Caro Peppe*,
partecipo del tuo dolore e della tua angoscia per la condizione dei Servizi di salute mentale di Trieste, una condizione che nasce dalle scelte politiche della Regione Friuli Venezia Giulia. Purtroppo, in modi più o meno espliciti e clamorosi, lo stesso sta accadendo da tempo, talvolta da sempre, in altre Regioni dell’Italia, senza suscitare l’ interesse pubblico.
Secondo me, i problemi, le difficoltà che abbiamo nascono dal fatto che tutte le scelte di politica sanitaria, e di salute mentale quindi, sono pienamente legittimate da decisioni delle Giunte regionali condivise dalle maggioranze politiche che le sostengono. Le Regioni, infatti, sono titolari delle politiche sanitarie.

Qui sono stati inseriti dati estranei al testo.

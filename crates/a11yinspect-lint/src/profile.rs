//! Rule levels and the named configuration profiles derived from them.

use std::str::FromStr;

use indexmap::IndexMap;
use serde::Deserialize;
use serde::Serialize;
use strum::EnumIter;

use crate::ConfigError;
use crate::Rule;
use crate::Variant;

/// The level a rule runs at.
#[derive(
    Debug, Clone, Copy, PartialEq, Eq, Hash, Serialize, Deserialize, strum::Display, EnumIter,
)]
#[serde(rename_all = "lowercase")]
#[strum(serialize_all = "lowercase")]
pub enum RuleLevel {
    /// The rule does not run.
    Off,
    /// The rule's diagnostics are warnings.
    Warn,
    /// The rule's diagnostics are errors.
    Error,
}

/// A mapping of registered rule name to level.
pub type RuleLevels = IndexMap<String, RuleLevel>;

/// A named preset of rule levels.
#[derive(
    Debug,
    Clone,
    Copy,
    Default,
    PartialEq,
    Eq,
    Hash,
    Serialize,
    Deserialize,
    strum::Display,
    strum::EnumString,
    EnumIter,
)]
#[serde(rename_all = "kebab-case")]
#[strum(serialize_all = "kebab-case")]
pub enum Profile {
    /// Advisory rules warn and every other rule errors.
    #[default]
    Recommended,
    /// Every rule errors.
    Strict,
    /// Only the blocking rules run.
    ErrorsOnly,
    /// Only the advisory rules run, as warnings.
    WarningsOnly,
}

impl Profile {
    /// Parses a profile from its name.
    pub fn from_name(name: &str) -> Result<Self, ConfigError> {
        Self::from_str(name).map_err(|_| ConfigError::UnknownProfile(name.to_string()))
    }

    /// Gets the level of a registered rule name under this profile.
    ///
    /// Advisory rules are the ones whose name ends in `-warning`.
    pub fn level(&self, name: &str) -> RuleLevel {
        let advisory = name.ends_with(Variant::Warning.suffix());
        match (self, advisory) {
            (Self::Recommended, true) => RuleLevel::Warn,
            (Self::Recommended, false) => RuleLevel::Error,
            (Self::Strict, _) => RuleLevel::Error,
            (Self::ErrorsOnly, true) => RuleLevel::Off,
            (Self::ErrorsOnly, false) => RuleLevel::Error,
            (Self::WarningsOnly, true) => RuleLevel::Warn,
            (Self::WarningsOnly, false) => RuleLevel::Off,
        }
    }

    /// Derives the level of every registered rule name.
    ///
    /// The result has exactly one entry per registered name, including the
    /// names the profile turns off.
    pub fn levels(&self, rules: &[Box<dyn Rule>]) -> RuleLevels {
        registered_names(rules)
            .map(|name| {
                let level = self.level(&name);
                (name, level)
            })
            .collect()
    }

    /// Derives the profile in the shape a host linter consumes: every
    /// registered name prefixed with `<prefix>/`.
    pub fn plugin_config(&self, prefix: &str, rules: &[Box<dyn Rule>]) -> RuleLevels {
        self.levels(rules)
            .into_iter()
            .map(|(name, level)| (format!("{prefix}/{name}"), level))
            .collect()
    }
}

/// Iterates every registered rule name, family by family.
pub fn registered_names(rules: &[Box<dyn Rule>]) -> impl Iterator<Item = String> + '_ {
    rules
        .iter()
        .flat_map(|rule| rule.variants().iter().map(move |v| v.name(rule.id())))
}

#[cfg(test)]
mod tests {
    use pretty_assertions::assert_eq;

    use super::*;
    use crate::Config;
    use crate::rules;

    #[test]
    fn strict_errors_everything() {
        let rules = rules(&Config::default());
        let levels = Profile::Strict.levels(&rules);
        assert_eq!(levels.len(), registered_names(&rules).count());
        assert!(levels.values().all(|l| *l == RuleLevel::Error));
    }

    #[test]
    fn recommended_splits_by_suffix() {
        let rules = rules(&Config::default());
        let levels = Profile::Recommended.levels(&rules);
        assert_eq!(levels["img-element"], RuleLevel::Error);
        assert_eq!(levels["img-element-error"], RuleLevel::Error);
        assert_eq!(levels["img-element-warning"], RuleLevel::Warn);
        assert_eq!(levels["label-element-warning"], RuleLevel::Warn);
        assert_eq!(levels["iframe-element-warning"], RuleLevel::Warn);
        assert!(!levels.contains_key("iframe-element"));
        for (name, level) in &levels {
            assert_eq!(
                *level == RuleLevel::Warn,
                name.ends_with("-warning"),
                "unexpected level for `{name}`"
            );
        }
    }

    #[test]
    fn filtered_profiles() {
        assert_eq!(Profile::ErrorsOnly.level("skip-link-warning"), RuleLevel::Off);
        assert_eq!(Profile::ErrorsOnly.level("lang-element-error"), RuleLevel::Error);
        assert_eq!(Profile::WarningsOnly.level("skip-link-warning"), RuleLevel::Warn);
        assert_eq!(Profile::WarningsOnly.level("a-element"), RuleLevel::Off);
    }

    #[test]
    fn plugin_config_prefixes_names() {
        let rules = rules(&Config::default());
        let config = Profile::Strict.plugin_config("a11yinspect", &rules);
        assert_eq!(config["a11yinspect/duplicate-id-error"], RuleLevel::Error);
        assert!(config.keys().all(|k| k.starts_with("a11yinspect/")));
    }

    #[test]
    fn parses_profile_names() {
        assert_eq!(
            Profile::from_name("errors-only").expect("should parse"),
            Profile::ErrorsOnly
        );
        assert!(matches!(
            Profile::from_name("lenient"),
            Err(ConfigError::UnknownProfile(name)) if name == "lenient"
        ));
        assert_eq!(Profile::WarningsOnly.to_string(), "warnings-only");
    }
}
//! A lint rule for figures.

use a11yinspect_ast::Element;

use crate::Context;
use crate::Message;
use crate::Rule;
use crate::Tag;
use crate::TagSet;
use crate::Variant;
use crate::resolve;

/// The identifier for the figure element rule.
const ID: &str = "figure-element";

/// The messages of the rule.
const MESSAGES: &[Message] = &[
    Message::new("figureMissingFigcaption")
        .error("❌ [Minor] figure missing figcaption (1.1.1 A)"),
];

/// Detects figures without a caption.
#[derive(Default, Debug, Clone, Copy)]
pub struct FigureElementRule;

impl Rule for FigureElementRule {
    fn id(&self) -> &'static str {
        ID
    }

    fn description(&self) -> &'static str {
        "Ensures that figures have a caption or a label."
    }

    fn explanation(&self) -> &'static str {
        "A `figcaption` names its `figure` and ties the caption text to the content it \
         describes. A figure without a caption should at least be labelled."
    }

    fn tags(&self) -> TagSet {
        TagSet::new(&[Tag::Perceivable])
    }

    fn related_rules(&self) -> &[&'static str] {
        &["img-element"]
    }

    fn variants(&self) -> &'static [Variant] {
        &[Variant::Error]
    }

    fn messages(&self) -> &'static [Message] {
        MESSAGES
    }

    fn applies_to(&self, element: &Element<'_>) -> bool {
        element.is("figure")
    }

    fn check(&self, cx: &mut Context<'_>, element: &Element<'_>) {
        if resolve::has_label(element) {
            return;
        }

        if !element.child_elements().any(|c| c.is("figcaption")) {
            cx.report("figureMissingFigcaption", element.location());
        }
    }
}

#[cfg(test)]
mod tests {
    use a11yinspect_ast::builder::document;
    use a11yinspect_ast::builder::element;
    use pretty_assertions::assert_eq;

    use super::*;
    use crate::rules::testing::reports;

    #[test]
    fn figures() {
        let doc = document([
            element("figure").child(element("img").attr("alt", "Chart")),
            element("figure")
                .child(element("img").attr("alt", "Chart"))
                .child(element("figcaption").text("Sales in 2024")),
            element("figure").attr("aria-label", "Sales chart"),
        ]);
        assert_eq!(
            reports(&FigureElementRule, &doc),
            ["figureMissingFigcaption at <figure>@0"]
        );
    }
}
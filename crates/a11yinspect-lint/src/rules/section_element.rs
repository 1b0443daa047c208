//! A lint rule for `section` elements.

use a11yinspect_ast::Element;

use crate::Context;
use crate::Message;
use crate::Rule;
use crate::Tag;
use crate::TagSet;
use crate::Variant;
use crate::knowledge::html;
use crate::resolve;

/// The identifier for the section element rule.
const ID: &str = "section-element";

/// The messages of the rule.
const MESSAGES: &[Message] = &[
    Message::new("sectionHaveHeading")
        .combined("⚠️ section should have heading")
        .warning("⚠️ section should have heading"),
    Message::new("sectionHaveAccessibleName")
        .combined("⚠️ section should have accessible name")
        .warning("⚠️ section should have accessible name"),
];

/// Detects sections without a name or a heading.
#[derive(Default, Debug, Clone, Copy)]
pub struct SectionElementRule;

impl Rule for SectionElementRule {
    fn id(&self) -> &'static str {
        ID
    }

    fn description(&self) -> &'static str {
        "Ensures that sections are named and introduced by a heading."
    }

    fn explanation(&self) -> &'static str {
        "A `section` is only exposed as a region landmark when it has an accessible name, and a \
         heading lets users find it in the page outline."
    }

    fn tags(&self) -> TagSet {
        TagSet::new(&[Tag::Perceivable, Tag::BestPractice])
    }

    fn related_rules(&self) -> &[&'static str] {
        &["heading-element", "landmark-element"]
    }

    fn variants(&self) -> &'static [Variant] {
        &[Variant::Combined, Variant::Warning]
    }

    fn messages(&self) -> &'static [Message] {
        MESSAGES
    }

    fn applies_to(&self, element: &Element<'_>) -> bool {
        element.is("section")
    }

    fn check(&self, cx: &mut Context<'_>, element: &Element<'_>) {
        if resolve::missing_label(element) {
            cx.report("sectionHaveAccessibleName", element.location());
        }

        let has_heading = element.child_elements().any(|c| {
            html::heading_level(c.name()).is_some() || resolve::literal_role(&c) == Some("heading")
        });
        if !has_heading {
            cx.report("sectionHaveHeading", element.location());
        }
    }
}

#[cfg(test)]
mod tests {
    use a11yinspect_ast::builder::document;
    use a11yinspect_ast::builder::element;
    use pretty_assertions::assert_eq;

    use super::*;
    use crate::rules::testing::reports;

    #[test]
    fn sections() {
        let doc = document([
            element("section").child(element("p").text("Body")),
            element("section")
                .attr("aria-labelledby", "news")
                .child(element("h2").text("News")),
            element("section")
                .attr("aria-label", "Quote")
                .child(element("div").child(element("h2").text("Nested"))),
        ]);
        assert_eq!(
            reports(&SectionElementRule, &doc),
            [
                "sectionHaveAccessibleName at <section>@0",
                "sectionHaveHeading at <section>@0",
                "sectionHaveHeading at <section>@6",
            ]
        );
    }
}
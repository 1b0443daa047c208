//! A lint rule for `textarea` elements.

use a11yinspect_ast::Element;

use crate::Context;
use crate::Message;
use crate::Rule;
use crate::Tag;
use crate::TagSet;
use crate::Variant;
use crate::resolve;

/// The identifier for the textarea element rule.
const ID: &str = "textarea-element";

/// The messages of the rule.
const MESSAGES: &[Message] = &[
    Message::new("textareaMissingAssociatedLabel")
        .combined("❌ Textarea missing associated label")
        .error("❌ Textarea missing associated label"),
    Message::new("textareaMissingNameAttribute")
        .combined("❌ Textarea missing name attribute")
        .error("❌ Textarea missing name attribute"),
    Message::new("textareaPlaceholderLabelSubstitute")
        .combined("⚠️ Textarea placeholder is not a label substitute")
        .warning("⚠️ Textarea placeholder is not a label substitute"),
];

/// Detects unlabelled and unnamed text areas.
#[derive(Default, Debug, Clone, Copy)]
pub struct TextareaElementRule;

impl Rule for TextareaElementRule {
    fn id(&self) -> &'static str {
        ID
    }

    fn description(&self) -> &'static str {
        "Ensures that text areas have a label and a name."
    }

    fn explanation(&self) -> &'static str {
        "Like any form control, a `textarea` needs a label that is not just its placeholder, and \
         a `name` to be submitted with its form."
    }

    fn tags(&self) -> TagSet {
        TagSet::new(&[Tag::Perceivable, Tag::Understandable])
    }

    fn related_rules(&self) -> &[&'static str] {
        &["input-element", "label-element"]
    }

    fn variants(&self) -> &'static [Variant] {
        &Variant::ALL
    }

    fn messages(&self) -> &'static [Message] {
        MESSAGES
    }

    fn applies_to(&self, element: &Element<'_>) -> bool {
        element.is("textarea")
    }

    fn check(&self, cx: &mut Context<'_>, element: &Element<'_>) {
        let unlabelled = !element.has("id") && resolve::missing_label(element);
        if unlabelled {
            cx.report("textareaMissingAssociatedLabel", element.location());
        }

        if !element.has("name") {
            cx.report("textareaMissingNameAttribute", element.location());
        }

        if unlabelled && element.has("placeholder") {
            cx.report("textareaPlaceholderLabelSubstitute", element.location());
        }
    }
}

#[cfg(test)]
mod tests {
    use a11yinspect_ast::builder::document;
    use a11yinspect_ast::builder::element;
    use pretty_assertions::assert_eq;

    use super::*;
    use crate::rules::testing::reports;

    #[test]
    fn textarea_checks() {
        let doc = document([
            element("textarea").attr("placeholder", "Comments"),
            element("textarea")
                .attr("aria-label", "Comments")
                .attr("name", "comments"),
        ]);
        assert_eq!(
            reports(&TextareaElementRule, &doc),
            [
                "textareaMissingAssociatedLabel at <textarea>@0",
                "textareaMissingNameAttribute at <textarea>@0",
                "textareaPlaceholderLabelSubstitute at <textarea>@0",
            ]
        );
    }
}
//! A lint rule for description lists.

use a11yinspect_ast::Element;
use a11yinspect_ast::NodeRef;

use crate::Context;
use crate::Message;
use crate::Rule;
use crate::Tag;
use crate::TagSet;
use crate::Variant;
use crate::resolve;

/// The identifier for the dl element rule.
const ID: &str = "dl-element";

/// The elements a `dl` may contain directly.
const DL_CHILDREN: &[&str] = &["dt", "dd", "div"];

/// The messages of the rule.
const MESSAGES: &[Message] = &[
    Message::new("dlContainsInvalidChildren")
        .combined("❌ dl contains invalid children")
        .error("❌ dl contains invalid children"),
    Message::new("dtDdInsideDl")
        .combined("❌ dt/dd not inside dl")
        .error("❌ dt/dd not inside dl"),
    Message::new("dtNotFirstChildOfDl")
        .error("❌ dt element is not the first child element of dl"),
    Message::new("dlMissingDdElement")
        .error("❌ dl element has dt but is missing dd (definition) children"),
    Message::new("dlEmptyTerm")
        .error("❌ dl contains empty dt or dd element"),
];

/// Detects malformed description lists and misplaced terms.
#[derive(Default, Debug, Clone, Copy)]
pub struct DlElementRule;

impl DlElementRule {
    /// Checks the content of a `dl` element.
    fn check_list(cx: &mut Context<'_>, element: &Element<'_>) {
        let invalid = element.children().any(|child| match child {
            NodeRef::Element(e) => !e.is_any(DL_CHILDREN),
            NodeRef::Text(text) => !text.trim().is_empty(),
            NodeRef::Expression(_) => false,
        });
        if invalid {
            cx.report("dlContainsInvalidChildren", element.location());
        }

        if element.child_elements().next().is_some_and(|c| !c.is("dt")) {
            cx.report("dtNotFirstChildOfDl", element.location());
        }

        let has_term = element.child_elements().any(|c| c.is("dt"));
        let has_description = element.child_elements().any(|c| c.is("dd"));
        if has_term && !has_description {
            cx.report("dlMissingDdElement", element.location());
        }

        for child in element.child_elements() {
            if child.is_any(&["dt", "dd"]) && !resolve::has_content(&child) {
                cx.report("dlEmptyTerm", child.location());
            }
        }
    }
}

impl Rule for DlElementRule {
    fn id(&self) -> &'static str {
        ID
    }

    fn description(&self) -> &'static str {
        "Ensures that description lists pair terms with descriptions."
    }

    fn explanation(&self) -> &'static str {
        "A `dl` groups terms (`dt`) with their descriptions (`dd`). It may only contain those \
         elements, optionally wrapped in a `div`, and `dt`/`dd` are meaningless outside a `dl`."
    }

    fn tags(&self) -> TagSet {
        TagSet::new(&[Tag::Perceivable])
    }

    fn related_rules(&self) -> &[&'static str] {
        &["list-element"]
    }

    fn variants(&self) -> &'static [Variant] {
        &[Variant::Combined, Variant::Error]
    }

    fn messages(&self) -> &'static [Message] {
        MESSAGES
    }

    fn applies_to(&self, element: &Element<'_>) -> bool {
        element.is_any(&["dl", "dt", "dd"])
    }

    fn check(&self, cx: &mut Context<'_>, element: &Element<'_>) {
        if element.is("dl") {
            Self::check_list(cx, element);
        } else if !element.ancestors().any(|a| a.is("dl")) {
            cx.report("dtDdInsideDl", element.location());
        }
    }
}

#[cfg(test)]
mod tests {
    use a11yinspect_ast::builder::document;
    use a11yinspect_ast::builder::element;
    use pretty_assertions::assert_eq;

    use super::*;
    use crate::rules::testing::reports;

    #[test]
    fn description_lists() {
        let doc = document([
            element("dl")
                .child(element("dd").text("Orphaned description"))
                .child(element("dt"))
                .child(element("p").text("Note")),
            element("dt").text("Term"),
            element("dl")
                .child(element("dt").text("Term"))
                .child(element("dd").text("Description")),
        ]);
        assert_eq!(
            reports(&DlElementRule, &doc),
            [
                "dlContainsInvalidChildren at <dl>@0",
                "dtNotFirstChildOfDl at <dl>@0",
                "dlEmptyTerm at <dt>@3",
                "dtDdInsideDl at <dt>@6",
            ]
        );
    }

    #[test]
    fn missing_description() {
        let doc = document([element("dl").child(element("dt").text("Term"))]);
        assert_eq!(
            reports(&DlElementRule, &doc),
            ["dlMissingDdElement at <dl>@0"]
        );
    }
}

Il fatto è che nel tempo è accaduto che:
– I governi nazionali, e a cascata quelli regionali e locali, hanno abbandonato il metodo della programmazione, ossia la messa a punto di obiettivi dichiarati, la definizione dei modi per raggiungerli a partire dalla definizione degli standard di personale e strutture, del rapporto strutture/popolazione per arrivare all’assegnazione di risorse certe per il buon funzionamento;
– I Comuni hanno progressivamente rinunciato ad esercitare il loro ruolo di gestione delle politiche di sicurezza sociale, in specie, quelle dell’integrazione fra sociale e sanitario.
Ma principalmente, a mio avviso, quello che pesa maggiormente è che la gestione del Servizio sanitario è stata affidata a suo tempo ad Aziende (v. riforma De Lorenzo) che operano secondo logiche economicistiche e privatistiche da cui conseguono l’organizzazione gerarchica e, soprattutto, l’obbligo degli operatori al silenzio, pena sanzioni amministrative o licenziamento: nelle Aziende non c’è libertà di parola e spesso neanche di pensiero. Questo spiega il fatto che manchino le “voci di dentro”, che a parlare, criticare ad alta voce siano solo persone come noi che siamo in pensione.
Ecco, allora, secondo me, è prioritario, urgente ripensare alla gestione del Servizio sanitario nazionale, promuovere iniziative politiche per modificare la legislazione vigente e fare sì che, se proprio si vuole mantenere un impianto aziendale, le Aziende sanitarie locali diventino emanazione dei Comuni singoli e associati, non delle giunte regionali.
Un’altra grande questione è che mancano proprio fisicamente gli operatori, non solo per i servizi di salute mentale, ma per tutta la Sanità pubblica per il semplice fatto che gli accessi alle lauree sanitarie sono contingentati perché vige il numero chiuso. Abbiamo visto che in occasione della Seconda Conferenza nazionale per la salute mentale molte Società scientifiche, e fra queste la Società Italiana di psichiatria nella quale grande peso hanno i clinici universitari, si sono sfilate, hanno scelto di non partecipare, non confrontarsi, come se il problema del numero dei diplomati non le riguardasse.
Per queste ragioni credo che il nostro movimento italiano per la salute mentale abbia bisogno e urgenza di chiamare tutti alle loro responsabilità e di misurarsi con i problemi del funzionamento di uno Stato che sia democratico e competente.
Mantova, novembre 2021
*Peppe Dell’Acqua n.d.r
Con questa lettera di Luigi Benevelli, cominciamo a pensare che i caffè della piazza del Forum ricominceranno a essere frequentati da noi. Come sempre le analisi di Luigi sono illuminanti.